目の前には、パチパチと良い音を立てながら、先ほど今井が補充用に拾ってきた薪が燃えている。
「……………」
俺たち(男子陣+今井と八巻)は今、薪を取り囲むように座りながら、ぼけーっと会話していた。
「けどよく燃えるね〜!」
「ほんと」
「な、ぜ、だ!」
俺の場合は1つも燃えなかったのに〜!! と洋太が叫び声をあげる。
お前のせいじゃなく、木に含まれる魔力量の違いのせいなんだから、そう憤るなよ。
俺は白い目で洋太を見ながら、ぼんやり空を見上げた。
「…………」
すると、今井も俺につられたのか三角座りのまま空を見上げて、呟いた。
「地球って、火星から見るとこんな感じなのね〜……」
月より少し大き目の真っ青な星を見ながら、今井はそう呟いた。
地球は青かったと、有名な宇宙飛行士の言葉が頭をかすめる。
空には、少し小さめの満月と、まん丸で青く綺麗な地球が光っていた。
「あ、そうだ」
不意に空を見上げるのを止めると、今井は俺、洋太、沼田を見渡しながら言った。
「地下倉庫に行ってたんでしょ? …………んで、成果は?」
「ゼロだ」
「……何しに行ったのよ、アンタら」
ギロン、としかめっ面で俺たちを見る今井。
「いやいや、俺たちは頑張ったんだ」
「そうっスね。
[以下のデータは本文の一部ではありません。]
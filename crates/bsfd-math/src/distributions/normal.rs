//! Standard normal distribution.

use bsfd_core::Real;
use statrs::distribution::{Continuous, ContinuousCDF, Normal};

/// The standard normal probability density function.
///
/// `φ(x) = exp(-x²/2) / √(2π)`
#[inline]
pub fn normal_pdf(x: Real) -> Real {
    Normal::standard().pdf(x)
}

/// The standard normal cumulative distribution function Φ(x).
#[inline]
pub fn normal_cdf(x: Real) -> Real {
    Normal::standard().cdf(x)
}
//! Process-wide defaults.
//!
//! [`Settings`] holds the grid resolution used by engines that are built
//! without an explicit one, and the day-count basis Theta is quoted in. It
//! is a singleton accessed via a `std::sync::OnceLock`; values live behind a
//! `Mutex` so they can be changed from any thread. Tests that change a
//! setting should restore it when done.

use std::sync::{Mutex, MutexGuard, OnceLock};

use crate::{ensure, Result, Size};

/// Default number of time steps `N`.
pub const DEFAULT_TIME_STEPS: Size = 200;

/// Default number of space steps `M`.
pub const DEFAULT_SPACE_STEPS: Size = 200;

/// Default number of days Theta is divided by.
pub const DEFAULT_THETA_DAYS: f64 = 360.0;

#[derive(Debug, Clone, Copy)]
struct Values {
    time_steps: Size,
    space_steps: Size,
    theta_days: f64,
}

impl Default for Values {
    fn default() -> Self {
        Self {
            time_steps: DEFAULT_TIME_STEPS,
            space_steps: DEFAULT_SPACE_STEPS,
            theta_days: DEFAULT_THETA_DAYS,
        }
    }
}

/// Process-wide settings used by the bsfd library.
pub struct Settings {
    values: Mutex<Values>,
}

static INSTANCE: OnceLock<Settings> = OnceLock::new();

impl Settings {
    /// Return a reference to the global singleton.
    pub fn instance() -> &'static Settings {
        INSTANCE.get_or_init(|| Settings {
            values: Mutex::new(Values::default()),
        })
    }

    fn lock(&self) -> MutexGuard<'_, Values> {
        // Values are plain `Copy` data, a poisoned lock still holds a usable state.
        self.values.lock().unwrap_or_else(|e| e.into_inner())
    }

    /// Default `(time_steps, space_steps)` resolution.
    pub fn default_resolution(&self) -> (Size, Size) {
        let v = self.lock();
        (v.time_steps, v.space_steps)
    }

    /// Set the default resolution.
    pub fn set_default_resolution(&self, time_steps: Size, space_steps: Size) -> Result<()> {
        ensure!(time_steps >= 1, "time_steps must be >= 1, got {time_steps}");
        ensure!(space_steps >= 3, "space_steps must be >= 3, got {space_steps}");
        let mut v = self.lock();
        v.time_steps = time_steps;
        v.space_steps = space_steps;
        Ok(())
    }

    /// Days per year used to quote Theta.
    pub fn theta_days(&self) -> f64 {
        self.lock().theta_days
    }

    /// Set the Theta day-count basis.
    pub fn set_theta_days(&self, days: f64) -> Result<()> {
        ensure!(days > 0.0 && days.is_finite(), "theta day basis must be positive, got {days}");
        self.lock().theta_days = days;
        Ok(())
    }
}

#[cfg(test)]
mod tests {
    use super::*;

    #[test]
    fn rejects_degenerate_resolution() {
        let s = Settings::instance();
        assert!(s.set_default_resolution(0, 100).is_err());
        assert!(s.set_default_resolution(10, 2).is_err());
        assert!(s.set_theta_days(0.0).is_err());
        assert_eq!(s.default_resolution(), (DEFAULT_TIME_STEPS, DEFAULT_SPACE_STEPS));
    }
}
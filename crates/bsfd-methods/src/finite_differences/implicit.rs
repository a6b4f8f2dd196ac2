//! Fully implicit finite-difference solver for the Black-Scholes PDE.
//!
//! Solves `∂u/∂t + r·s·∂u/∂s + ½v²s²·∂²u/∂s² − r·u = 0` on a uniform
//! log-moneyness [`Grid`]. Row `i` of the returned [`SolutionGrid`] holds
//! the option value `i·k` years before maturity, so row 0 is the payoff and
//! row `N` is the value today.
//!
//! Boundary columns are Dirichlet, pinned to the payoff at the two ends of
//! the domain for every time step. The boundary contribution injected into
//! the right-hand side is taken from row 0, and the American projection is
//! against the payoff at column `j − 1`; both are part of the scheme and
//! must not be changed to their time-updated counterparts.

use bsfd_core::{ensure, Price, Rate, Real, Result, Size, Volatility};
use bsfd_math::{ConstTridiagonal, Matrix};
use tracing::{debug, warn};

use super::grid::Grid;
use super::payoff::VanillaPayoff;

/// Exercise right.
#[derive(Debug, Clone, Copy, PartialEq, Eq, Hash, Default)]
pub enum ExerciseStyle {
    /// Exercise at maturity only.
    #[default]
    European,
    /// Exercise at any time up to maturity.
    American,
}

impl ExerciseStyle {
    /// `true` for [`ExerciseStyle::American`].
    pub fn is_american(self) -> bool {
        matches!(self, ExerciseStyle::American)
    }
}

impl From<bool> for ExerciseStyle {
    /// `true` → American, `false` → European.
    fn from(american: bool) -> Self {
        if american {
            ExerciseStyle::American
        } else {
            ExerciseStyle::European
        }
    }
}

/// Constant model parameters: risk-free rate `r` and volatility `v`.
#[derive(Debug, Clone, Copy, PartialEq)]
pub struct BlackScholesParams {
    /// Continuously compounded risk-free rate.
    pub rate: Rate,
    /// Lognormal volatility.
    pub volatility: Volatility,
}

impl BlackScholesParams {
    /// Create from rate and volatility.
    pub fn new(rate: Rate, volatility: Volatility) -> Self {
        Self { rate, volatility }
    }

    /// Create from a `[r, v, ..]` slice. Entries past the second are ignored.
    pub fn from_slice(param: &[Real]) -> Result<Self> {
        ensure!(
            param.len() >= 2,
            "expected parameters [rate, volatility], got {} values",
            param.len()
        );
        let params = Self::new(param[0], param[1]);
        params.validate()?;
        Ok(params)
    }

    /// Check that the rate is finite and the volatility finite and non-negative.
    ///
    /// Only `v²` enters the operator, so a negative volatility would
    /// otherwise price exactly like its absolute value.
    pub fn validate(&self) -> Result<()> {
        ensure!(self.rate.is_finite(), "rate must be finite, got {}", self.rate);
        ensure!(
            self.volatility >= 0.0 && self.volatility.is_finite(),
            "volatility must be finite and non-negative, got {}",
            self.volatility
        );
        Ok(())
    }
}

/// Coefficients of the discretized log-space operator.
///
/// With `a = (r − ½v²)/(2h)` and `b = v²/(2h²)`:
/// `alpha = b − a`, `beta = −r − 2b`, `delta = a + b`.
#[derive(Debug, Clone, Copy, PartialEq)]
pub struct OperatorCoefficients {
    /// Weight of the left neighbour.
    pub alpha: Real,
    /// Weight of the node itself.
    pub beta: Real,
    /// Weight of the right neighbour.
    pub delta: Real,
}

impl OperatorCoefficients {
    /// Coefficients for space step `h`.
    pub fn new(params: BlackScholesParams, h: Real) -> Self {
        let r = params.rate;
        let v2 = params.volatility * params.volatility;
        let a = (r - 0.5 * v2) / (2.0 * h);
        let b = v2 / (2.0 * h * h);
        Self {
            alpha: b - a,
            beta: -r - 2.0 * b,
            delta: a + b,
        }
    }

    /// The implicit step matrix `I − k·L` over `size` interior nodes:
    /// `lower = −k·alpha`, `diag = 1 − k·beta`, `upper = −k·delta`.
    pub fn implicit_system(&self, k: Real, size: Size) -> Result<ConstTridiagonal> {
        ConstTridiagonal::new(-k * self.alpha, 1.0 - k * self.beta, -k * self.delta, size)
    }
}

/// The `(N+1) × (M+1)` value surface produced by [`solve`].
#[derive(Debug, Clone, PartialEq)]
pub struct SolutionGrid {
    values: Matrix,
    grid: Grid,
    spot: Price,
}

impl SolutionGrid {
    /// Value at time row `i`, space column `j`.
    pub fn value(&self, i: Size, j: Size) -> Real {
        self.values[(i, j)]
    }

    /// Copy of time row `i`.
    pub fn row(&self, i: Size) -> Vec<Real> {
        self.values.row(i)
    }

    /// Value today at the spot node: row `N`, column `M / 2`.
    pub fn price(&self) -> Price {
        self.values[(self.grid.time_steps(), self.grid.spot_index())]
    }

    /// Grid the solution was computed on.
    pub fn grid(&self) -> &Grid {
        &self.grid
    }

    /// Spot the log-moneyness axis is centred on.
    pub fn spot(&self) -> Price {
        self.spot
    }

    /// Borrow the raw matrix.
    pub fn matrix(&self) -> &Matrix {
        &self.values
    }

    /// Consume and return the raw matrix.
    pub fn into_matrix(self) -> Matrix {
        self.values
    }
}

/// Run the implicit scheme and return the full solution grid.
///
/// Requires `M ≥ 3`, a positive finite spot and parameters that pass
/// [`BlackScholesParams::validate`]. Zero volatility is allowed. An odd `M`
/// is accepted but the spot node `M / 2` then sits half a step off `x = 0`.
/// A step matrix that still degenerates during elimination shows up as
/// [`bsfd_core::Error::SingularPivot`].
pub fn solve(
    spot: Price,
    params: BlackScholesParams,
    payoff: &VanillaPayoff,
    grid: &Grid,
    exercise: ExerciseStyle,
) -> Result<SolutionGrid> {
    ensure!(spot > 0.0 && spot.is_finite(), "spot must be positive, got {spot}");
    params.validate()?;
    let n = grid.time_steps();
    let m = grid.space_steps();
    ensure!(m >= 3, "space_steps must be >= 3, got {m}");
    if m % 2 == 1 {
        warn!(space_steps = m, "odd space resolution: spot node is off-centre");
    }

    let h = grid.space_step();
    let k = grid.time_step();
    let x = grid.space_axis();
    let p = payoff.evaluate(spot, &x);

    let mut u = Matrix::zeros(n + 1, m + 1);
    // Initial condition: payoff
    u.set_row(0, &p);
    // Boundary conditions: payoff at both ends
    for i in 0..=n {
        u[(i, 0)] = p[0];
        u[(i, m)] = p[m];
    }

    let coeffs = OperatorCoefficients::new(params, h);
    let system = coeffs.implicit_system(k, m - 1)?;
    debug!(
        %payoff,
        ?exercise,
        n,
        m,
        h,
        k,
        alpha = coeffs.alpha,
        beta = coeffs.beta,
        delta = coeffs.delta,
        "implicit Black-Scholes solve"
    );

    let left = k * coeffs.alpha * u[(0, 0)];
    let right = k * coeffs.delta * u[(0, m)];
    let mut rhs = vec![0.0; m - 1];
    let mut sol = vec![0.0; m - 1];

    for i in 1..=n {
        for (j, d) in rhs.iter_mut().enumerate() {
            *d = u[(i - 1, j + 1)];
        }
        rhs[0] += left;
        rhs[m - 2] += right;

        system.solve_into(&rhs, &mut sol)?;

        for j in 1..m {
            u[(i, j)] = match exercise {
                ExerciseStyle::American => sol[j - 1].max(p[j - 1]),
                ExerciseStyle::European => sol[j - 1],
            };
        }
    }

    Ok(SolutionGrid {
        values: u,
        grid: *grid,
        spot,
    })
}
俺たちは頑張ったっス」
「頑張りゃいいってもんでもないでしょ!」
遠い目をしながら言い訳する洋太と龍二に、今井の容赦ない指摘が突き刺さる。
「そうまで言うなら今度はお前らが行くか? 今なら真冬の北海道の寒さと魔法無しの正真正銘のサバイバルが味わえるぞ?」
「………ごめん、いいわ」
俺の言葉に、今井はバツが悪そうに視線をそらした。
「それで、これからどうするつもり?」
黙った今井の代わりに、今度は八巻が口を開いた。
「別に話してもいいが……なぜ今話さにゃならん」
こういう話は全員がいるときにやるべきだろうが。
「魔―がどうするつもりか知りたかっただけだから、嫌なら別にいいけど?」
「………」
ま、いっか。
「とりあえず、朝1番に城に戻って黒部たちに情報をもらった後で、C組に攻め込むつもりだ」
「へー……アンタにしては意外と積極的じゃない?」
俺のプランに、目を丸める八巻。
「……んで、とっとと降伏する」
「はやっ!!」
今井の突っ込みが入った。
……まぁ、少し冗談が入ってたわけだが。
「その後でとりあえず、一時的な同盟を組む予定だ」
実はこれ、桃ちゃんとも話し合って最初からプランにあったことだったりする。
「なんで? 厳しいだろうけど普通に攻め込めばいいじゃない」
「戦力不足なんだよ」
焚き火を挟んで対面にいる八巻が、不思議そうな声をあげた。
「俺たちは剣を中心とした戦闘要員だが、魔法使いが圧倒的に少ない。このままだと他クラスとの戦闘どころか、そこら辺の野良モンスターにも負けるかもしれんからな」
そういうわけで、魔術科の中で1番温和(噂だが)C組に助力を頼むつもりだ。
「そううまくいくかしらね〜」
今井がいじわるそうに笑いながら言ったが。
「いくだろうよ」
「へっ? なんで言いきれんの?」
今井の間抜け面が暗闇と火の光にまぎれてぼんやり見える。
……なんだコイツ。もしかして知らんのか。
「そりゃだってな。今ごろ他のクラスのヤツらは………」
***
――― E組生徒、守山SIDE ―――
イギリス風の大きな丸テーブルが陣取っている、巨大な大広間で。
「……ふむ、同盟ですか」
エル・フォルセティアが豪華な椅子に座ったまま、1つ頷いた。
「いいでしょう」
「「………ありがとうございます」」
私と、A組の使者に、フォルセティア嬢はねぎらいの言葉をかけた。
「他の2クラス……特にあのB組に勝利するには、これくらいしないといけませんわね」
「その通りです」
A組の特攻頭、頭をちょんまげみたいに結わえた変わった男、武田信繁が重々しくそう言った。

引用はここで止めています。